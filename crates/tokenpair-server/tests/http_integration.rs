#![allow(clippy::unwrap_used, clippy::expect_used, clippy::panic)]

use std::sync::Arc;

use axum::body::Body;
use axum::http::{Request, StatusCode};
use serde_json::{Value, json};
use tower::ServiceExt;

use tokenpair_server::auth::{SecretHasher, TokenCodec};
use tokenpair_server::server::{AppState, ProxyPolicy, build_router};
use tokenpair_server::session::SessionService;
use tokenpair_server::storage::AuthDatabase;

const GUID: &str = "4c0c9a8e-7a2b-4d8e-9f3c-1b2a3c4d5e6f";
const IP: &str = "203.0.113.7";
const UA: &str = "curl/8.0";
const SIGNING_SECRET: &[u8] = b"integration-secret";

async fn app_with(proxy: ProxyPolicy) -> (axum::Router, Arc<SessionService>) {
    let db = AuthDatabase::open_in_memory().await.unwrap();
    db.create_user(GUID).await.unwrap();

    let sessions = Arc::new(SessionService::new(
        db,
        TokenCodec::new(SIGNING_SECRET),
        SecretHasher::with_cost(64, 1, 1).unwrap(),
        None,
    ));
    let router = build_router(AppState {
        sessions: Arc::clone(&sessions),
        proxy,
    });
    (router, sessions)
}

async fn app() -> axum::Router {
    app_with(ProxyPolicy {
        trust_forwarded_for: true,
    })
    .await
    .0
}

/// Send a request and return (status, JSON body).
async fn send(
    app: &axum::Router,
    method: &str,
    uri: &str,
    headers: &[(&str, &str)],
    body: Option<Value>,
) -> (StatusCode, Value) {
    match body {
        Some(json) => {
            send_raw(
                app,
                method,
                uri,
                headers,
                Some("application/json"),
                &json.to_string(),
            )
            .await
        }
        None => send_raw(app, method, uri, headers, None, "").await,
    }
}

/// Send a request with a literal body and optional content type.
async fn send_raw(
    app: &axum::Router,
    method: &str,
    uri: &str,
    headers: &[(&str, &str)],
    content_type: Option<&str>,
    body: &str,
) -> (StatusCode, Value) {
    let mut builder = Request::builder().method(method).uri(uri);
    for &(name, value) in headers {
        builder = builder.header(name, value);
    }
    if let Some(content_type) = content_type {
        builder = builder.header("content-type", content_type);
    }
    let body = Body::from(body.to_string());

    let resp = app
        .clone()
        .oneshot(builder.body(body).unwrap())
        .await
        .unwrap();
    let status = resp.status();
    let bytes = axum::body::to_bytes(resp.into_body(), usize::MAX)
        .await
        .unwrap();
    let json = serde_json::from_slice(&bytes).unwrap_or(Value::Null);
    (status, json)
}

async fn issue(app: &axum::Router) -> (String, String) {
    let (status, body) = send(
        app,
        "POST",
        "/auth/token",
        &[("x-forwarded-for", IP), ("user-agent", UA)],
        Some(json!({ "guid": GUID })),
    )
    .await;
    assert_eq!(status, StatusCode::OK, "{body}");
    (
        body["access_token"].as_str().unwrap().to_string(),
        body["refresh_token"].as_str().unwrap().to_string(),
    )
}

fn bearer(token: &str) -> String {
    format!("Bearer {token}")
}

#[tokio::test]
async fn health_reports_name_and_version() {
    let app = app().await;
    let (status, body) = send(&app, "GET", "/health", &[], None).await;
    assert_eq!(status, StatusCode::OK);
    assert_eq!(body["name"], "tokenpair-server");
    assert!(body["version"].is_string());
}

#[tokio::test]
async fn issue_then_me() {
    let app = app().await;
    let (access, _) = issue(&app).await;

    let (status, body) = send(
        &app,
        "GET",
        "/auth/me",
        &[("authorization", &bearer(&access))],
        None,
    )
    .await;
    assert_eq!(status, StatusCode::OK);
    assert_eq!(body["guid"], GUID);
}

#[tokio::test]
async fn issue_error_statuses() {
    let app = app().await;

    let (status, body) = send(
        &app,
        "POST",
        "/auth/token",
        &[],
        Some(json!({ "guid": "nope" })),
    )
    .await;
    assert_eq!(status, StatusCode::BAD_REQUEST);
    assert!(body["error"].is_string());

    let (status, _) = send(
        &app,
        "POST",
        "/auth/token",
        &[],
        Some(json!({ "guid": "00000000-0000-4000-8000-000000000000" })),
    )
    .await;
    assert_eq!(status, StatusCode::NOT_FOUND);
}

#[tokio::test]
async fn me_requires_bearer() {
    let app = app().await;

    let (status, body) = send(&app, "GET", "/auth/me", &[], None).await;
    assert_eq!(status, StatusCode::UNAUTHORIZED);
    assert!(body["error"].is_string());

    let (status, _) = send(
        &app,
        "GET",
        "/auth/me",
        &[("authorization", "Bearer garbage")],
        None,
    )
    .await;
    assert_eq!(status, StatusCode::UNAUTHORIZED);
}

#[tokio::test]
async fn refresh_rotates_and_old_pair_stops_working() {
    let app = app().await;
    let (access, refresh) = issue(&app).await;

    let (status, body) = send(
        &app,
        "POST",
        "/auth/refresh",
        &[
            ("authorization", &bearer(&access)),
            ("x-forwarded-for", IP),
            ("user-agent", UA),
        ],
        Some(json!({ "refresh_token": refresh })),
    )
    .await;
    assert_eq!(status, StatusCode::OK, "{body}");
    let new_access = body["access_token"].as_str().unwrap().to_string();
    assert_ne!(new_access, access);

    let (status, _) = send(
        &app,
        "GET",
        "/auth/me",
        &[("authorization", &bearer(&access))],
        None,
    )
    .await;
    assert_eq!(status, StatusCode::UNAUTHORIZED);

    let (status, body) = send(
        &app,
        "GET",
        "/auth/me",
        &[("authorization", &bearer(&new_access))],
        None,
    )
    .await;
    assert_eq!(status, StatusCode::OK);
    assert_eq!(body["guid"], GUID);
}

#[tokio::test]
async fn refresh_with_bad_refresh_token_is_bad_request() {
    let app = app().await;
    let (access, _) = issue(&app).await;

    let (status, _) = send(
        &app,
        "POST",
        "/auth/refresh",
        &[
            ("authorization", &bearer(&access)),
            ("x-forwarded-for", IP),
            ("user-agent", UA),
        ],
        Some(json!({ "refresh_token": "%%%" })),
    )
    .await;
    assert_eq!(status, StatusCode::BAD_REQUEST);
}

#[tokio::test]
async fn refresh_from_other_device_is_unauthorized_and_revokes() {
    let app = app().await;
    let (access, refresh) = issue(&app).await;

    let (status, _) = send(
        &app,
        "POST",
        "/auth/refresh",
        &[
            ("authorization", &bearer(&access)),
            ("x-forwarded-for", IP),
            ("user-agent", "Mozilla/5.0"),
        ],
        Some(json!({ "refresh_token": refresh })),
    )
    .await;
    assert_eq!(status, StatusCode::UNAUTHORIZED);

    let (status, _) = send(
        &app,
        "GET",
        "/auth/me",
        &[("authorization", &bearer(&access))],
        None,
    )
    .await;
    assert_eq!(status, StatusCode::UNAUTHORIZED);
}

#[tokio::test]
async fn refresh_from_new_address_succeeds() {
    let app = app().await;
    let (access, refresh) = issue(&app).await;

    let (status, _) = send(
        &app,
        "POST",
        "/auth/refresh",
        &[
            ("authorization", &bearer(&access)),
            ("x-forwarded-for", "198.51.100.1"),
            ("user-agent", UA),
        ],
        Some(json!({ "refresh_token": refresh })),
    )
    .await;
    assert_eq!(status, StatusCode::OK);
}

#[tokio::test]
async fn logout_revokes_and_repeats_cleanly() {
    let app = app().await;
    let (access, _) = issue(&app).await;
    let auth = bearer(&access);

    for _ in 0..2 {
        let (status, body) = send(
            &app,
            "POST",
            "/auth/logout",
            &[("authorization", &auth)],
            None,
        )
        .await;
        assert_eq!(status, StatusCode::OK);
        assert!(body["message"].is_string());
    }

    let (status, _) = send(&app, "GET", "/auth/me", &[("authorization", &auth)], None).await;
    assert_eq!(status, StatusCode::UNAUTHORIZED);
}

#[tokio::test]
async fn issue_with_missing_field_is_bad_request() {
    let app = app().await;

    let (status, body) = send(&app, "POST", "/auth/token", &[], Some(json!({}))).await;
    assert_eq!(status, StatusCode::BAD_REQUEST);
    assert!(body["error"].as_str().unwrap().contains("guid"), "{body}");
}

#[tokio::test]
async fn issue_with_non_json_body_is_bad_request() {
    let app = app().await;

    let (status, body) = send_raw(
        &app,
        "POST",
        "/auth/token",
        &[],
        Some("application/json"),
        "guid=4c0c9a8e",
    )
    .await;
    assert_eq!(status, StatusCode::BAD_REQUEST);
    assert!(body["error"].is_string());

    let (status, body) = send_raw(&app, "POST", "/auth/token", &[], None, "plain text").await;
    assert_eq!(status, StatusCode::BAD_REQUEST);
    assert!(body["error"].is_string());
}

#[tokio::test]
async fn refresh_with_bad_body_is_bad_request() {
    let app = app().await;
    let (access, _) = issue(&app).await;
    let auth = bearer(&access);
    let headers = [
        ("authorization", auth.as_str()),
        ("x-forwarded-for", IP),
        ("user-agent", UA),
    ];

    let (status, body) = send(&app, "POST", "/auth/refresh", &headers, Some(json!({}))).await;
    assert_eq!(status, StatusCode::BAD_REQUEST);
    assert!(body["error"].as_str().unwrap().contains("refresh_token"), "{body}");

    let (status, body) = send_raw(
        &app,
        "POST",
        "/auth/refresh",
        &headers,
        Some("application/json"),
        "{not json",
    )
    .await;
    assert_eq!(status, StatusCode::BAD_REQUEST);
    assert!(body["error"].is_string());

    // The session was not consumed by the rejected requests.
    let (status, _) = send(&app, "GET", "/auth/me", &[("authorization", &auth)], None).await;
    assert_eq!(status, StatusCode::OK);
}

async fn bound_address(proxy: ProxyPolicy) -> String {
    let (app, sessions) = app_with(proxy).await;
    let (access, _) = issue(&app).await;

    let session_id = TokenCodec::new(SIGNING_SECRET)
        .parse_access_token(&access)
        .unwrap()
        .jti;
    let session = sessions.db().get_session(&session_id).await.unwrap().unwrap();
    session.ip
}

#[tokio::test]
async fn forwarded_for_is_bound_only_when_trusted() {
    let trusted = bound_address(ProxyPolicy {
        trust_forwarded_for: true,
    })
    .await;
    assert_eq!(trusted, IP);

    let direct = bound_address(ProxyPolicy::default()).await;
    assert_eq!(direct, "unknown");
}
- - - -
**WHAT TO WORK ON**: The string "direct" appears in some lines of the material. Report how many, and nothing more.

**RESPONSE TO THE EXERCISE**: 2